Comparison of the values for an elastic property of a particular metal or alloy quoted in the various data books and published in original papers indicates a remarkably wide spread. For any given material, values differing by 20% are quite common. Therefore any calculation using elastic properties as input data should explicitly declare the values that have been taken.

The sources of error in measurement of clastic properties arise partly from difficulties in measurement of clastic strain. The quantity to be measured is at most a few parts per thousand changes in length and to be measured with two to three figure accuracy. Other sources of error are more fundamental. For example, in the preparation of specimens for measurement of elastic properties, a certain degree of preferred orientation of the individual grains is introduced, thus affecting the properties in the ways described in Section 522. It should also be realized that data for isotropic material may not best represent the properties of components that might have developed preferred orientation of the grains during fabrication.

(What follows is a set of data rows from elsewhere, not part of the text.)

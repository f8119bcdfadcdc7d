/*!
 * Tests for language code utilities
 */

use transhub::language_utils::{
    get_language_name, language_codes_match, normalize_to_part1_or_part2t, normalize_to_part2t, split_locale,
    to_po_locale, validate_language_code,
};

#[test]
fn test_splitLocale_shouldSeparateRegion() {
    let locale = split_locale(" ZH-tw ").unwrap();
    assert_eq!(locale.language, "zh");
    assert_eq!(locale.region.as_deref(), Some("TW"));
    assert!(split_locale("zh_Hant").is_err());

    let plain = split_locale("de").unwrap();
    assert_eq!(plain.language, "de");
    assert!(plain.region.is_none());
}

#[test]
fn test_normalize_shouldMapBetweenCodeForms() {
    assert_eq!(normalize_to_part2t("fr").unwrap(), "fra");
    assert_eq!(normalize_to_part2t("fre").unwrap(), "fra");
    assert_eq!(normalize_to_part1_or_part2t("fra").unwrap(), "fr");
}

#[test]
fn test_toPoLocale_shouldMatchGettextFileNames() {
    assert_eq!(to_po_locale("es").unwrap(), "es");
    assert_eq!(to_po_locale("pt-BR").unwrap(), "pt_BR");
    assert_eq!(to_po_locale("zh_tw").unwrap(), "zh_TW");
    assert!(to_po_locale("klingon").is_err());
}

#[test]
fn test_languageHelpers_shouldAgreeOnRegionalCodes() {
    assert!(validate_language_code("en-GB").is_ok());
    assert!(language_codes_match("en-GB", "eng"));
    assert_eq!(get_language_name("deu").unwrap(), "German");
}
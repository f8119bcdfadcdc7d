/*!
 * Prompt templates for catalog translation.
 *
 * Entries travel to the model as JSON (msgid plus its code context) and
 * come back as JSON: an array of `{"translated": ...}` objects for a
 * batch, a single object for a one-entry batch.
 */

use serde::Serialize;

use crate::catalog::CatalogEntry;
use crate::language_utils;
use crate::translation::batch::Batch;
use crate::translation::context::ContextBundle;

/// What the model sees for one entry
#[derive(Debug, Serialize)]
pub struct PromptItem<'a> {
    pub msgid: &'a str,
    #[serde(skip_serializing_if = "Option::is_none")]
    pub msgctxt: Option<&'a str>,
    #[serde(skip_serializing_if = "<[String]>::is_empty")]
    pub occurrences: &'a [String],
    #[serde(skip_serializing_if = "String::is_empty")]
    pub comment: String,
    #[serde(skip_serializing_if = "<[String]>::is_empty")]
    pub flags: &'a [String],
}

impl<'a> From<&'a CatalogEntry> for PromptItem<'a> {
    fn from(entry: &'a CatalogEntry) -> Self {
        Self {
            msgid: entry.key(),
            msgctxt: entry.msgctxt.as_deref(),
            occurrences: &entry.context,
            comment: entry.comment_text(),
            flags: &entry.flags,
        }
    }
}

/// Builds system and user prompts from a context bundle
#[derive(Debug, Clone, Copy)]
pub struct PromptBuilder<'a> {
    bundle: &'a ContextBundle,
}

impl<'a> PromptBuilder<'a> {
    pub fn new(bundle: &'a ContextBundle) -> Self {
        Self { bundle }
    }

    fn target_description(&self) -> String {
        let code = self.bundle.target_language();
        match language_utils::get_language_name(code) {
            Ok(name) => format!("{} ('{}')", name, code),
            Err(_) => format!("'{}'", code),
        }
    }

    /// System instruction: role, context sections and output contract
    pub fn system(&self, single: bool) -> String {
        let mut prompt = format!(
            "You are a translator specialized in business software, translating user interface strings to {}.\n\
             Translate considering where each text appears in the code (occurrences), \
             developer comments (comment) and flags (flags).",
            self.target_description()
        );

        let context = self.bundle.render();
        if !context.is_empty() {
            prompt.push_str("\n\n");
            prompt.push_str(&context);
        }

        prompt.push_str("\n\n");
        if single {
            prompt.push_str("Return YOUR RESPONSE AS A SINGLE JSON OBJECT with the key 'translated'.\n");
        } else {
            prompt.push_str(
                "Return YOUR RESPONSE AS A SINGLE JSON ARRAY of objects, each with the key 'translated'.\n\
                 The output array must have exactly the same number of items as the input, in the same order.\n",
            );
        }
        prompt.push_str("Keep placeholders like `{0}`, `%s` and HTML tags like `<strong>` intact.");
        prompt
    }

    /// User message carrying the batch as JSON
    pub fn user(&self, batch: &Batch) -> Result<String, serde_json::Error> {
        if batch.is_single() {
            let item = PromptItem::from(&batch.entries()[0]);
            let json = serde_json::to_string_pretty(&item)?;
            return Ok(format!(
                "Item to translate:\n{}\n\nOutput JSON Object (only the 'translated' object):\n",
                json
            ));
        }

        let items: Vec<PromptItem<'_>> = batch.entries().iter().map(PromptItem::from).collect();
        let json = serde_json::to_string_pretty(&items)?;
        Ok(format!(
            "Items to translate:\n{}\n\nOutput JSON Array (only the array of 'translated' objects):\n",
            json
        ))
    }
}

Finally, both at room temperature and to a greater extent at elevated temperatures and at high stress levels stress-strain response of a specimen is time dependent and structure sensitive.

Where high accuracy is required as for example, in attempting to understand the performance of a particular fabricated heat exchanger, the best procedure would be to measure the elastic properties on samples of the actual materials at the appropriate temperature and strain rate.

Table 1 and Table 2 show single crystal clastic coefficients for hexagonal and cubic metals, respectively (Tang et al., 1969 and Smithells, 1967). They are included here to indicate the extent to which elastic anisotropy can be expected in wrought polycrystalline materials with preferred orientation of the grains.